TASK REQUIREMENTS:
Transcribe the stretch of entries below from the line with "pub enum BoundsError" through the line with "let mut aabb", exactly and with both ends included; leave out all other lines.

─── DATA ───

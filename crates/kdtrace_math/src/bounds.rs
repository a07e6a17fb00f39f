//! Bounding volumes computed from point sets.

use thiserror::Error;

use crate::{Aabb, Ray, Vec3};

/// Errors from bounding-volume computation.
#[derive(Error, Debug, Clone, PartialEq)]
pub enum BoundsError {
    #[error("insufficient input: need at least {required} points, got {count}")]
    InsufficientInput { required: usize, count: usize },
}

/// Result type for bounding-volume computation.
pub type BoundsResult<T> = Result<T, BoundsError>;

/// Tight axis-aligned box around a point set.
///
/// Needs at least two points.
pub fn bounding_box(points: &[Vec3]) -> BoundsResult<Aabb> {
    if points.len() < 2 {
        return Err(BoundsError::InsufficientInput {
            required: 2,
            count: points.len(),
        });
    }

    let mut aabb = Aabb::new(points[0], points[0]);
    for p in &points[1..] {
        aabb.include_point(*p);
    }
    Ok(aabb)
}

/// A sphere enclosing a point set, centered on the points' mean.
///
/// Not minimal: the radius is the distance to the farthest point from the
/// centroid.
#[derive(Debug, Copy, Clone, PartialEq)]
pub struct BoundingSphere {
    pub center: Vec3,
    pub radius: f32,
}

impl BoundingSphere {
    pub fn new(center: Vec3, radius: f32) -> Self {
        Self { center, radius }
    }

    /// Centroid-based bounding sphere. Needs at least one point.
    pub fn from_points(points: &[Vec3]) -> BoundsResult<Self> {
        if points.is_empty() {
            return Err(BoundsError::InsufficientInput {
                required: 1,
                count: 0,
            });
        }

        let inv_n = 1.0 / points.len() as f32;
        let center = points.iter().fold(Vec3::ZERO, |acc, p| acc + *p * inv_n);
        let max_sq = points
            .iter()
            .map(|p| (*p - center).length_squared())
            .fold(0.0f32, f32::max);

        Ok(Self {
            center,
            radius: max_sq.sqrt(),
        })
    }

    /// True if `p` is inside or on the sphere.
    pub fn contains(&self, p: Vec3) -> bool {
        (p - self.center).length_squared() <= self.radius * self.radius
    }

    /// True if the ray reaches the sphere at or after its origin.
    pub fn hit(&self, r: &Ray) -> bool {
        let oc = r.origin - self.center;
        let a = r.direction.length_squared();
        let b = oc.dot(r.direction);
        let c = oc.length_squared() - self.radius * self.radius;

        // Outside and pointing away
        if c > 0.0 && b > 0.0 {
            return false;
        }
        b * b - a * c >= 0.0
    }
}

───

EXERCISE ANSWER:
pub enum BoundsError {
    #[error("insufficient input: need at least {required} points, got {count}")]
    InsufficientInput { required: usize, count: usize },
}

/// Result type for bounding-volume computation.
pub type BoundsResult<T> = Result<T, BoundsError>;

/// Tight axis-aligned box around a point set.
///
/// Needs at least two points.
pub fn bounding_box(points: &[Vec3]) -> BoundsResult<Aabb> {
    if points.len() < 2 {
        return Err(BoundsError::InsufficientInput {
            required: 2,
            count: points.len(),
        });
    }

    let mut aabb = Aabb::new(points[0], points[0]);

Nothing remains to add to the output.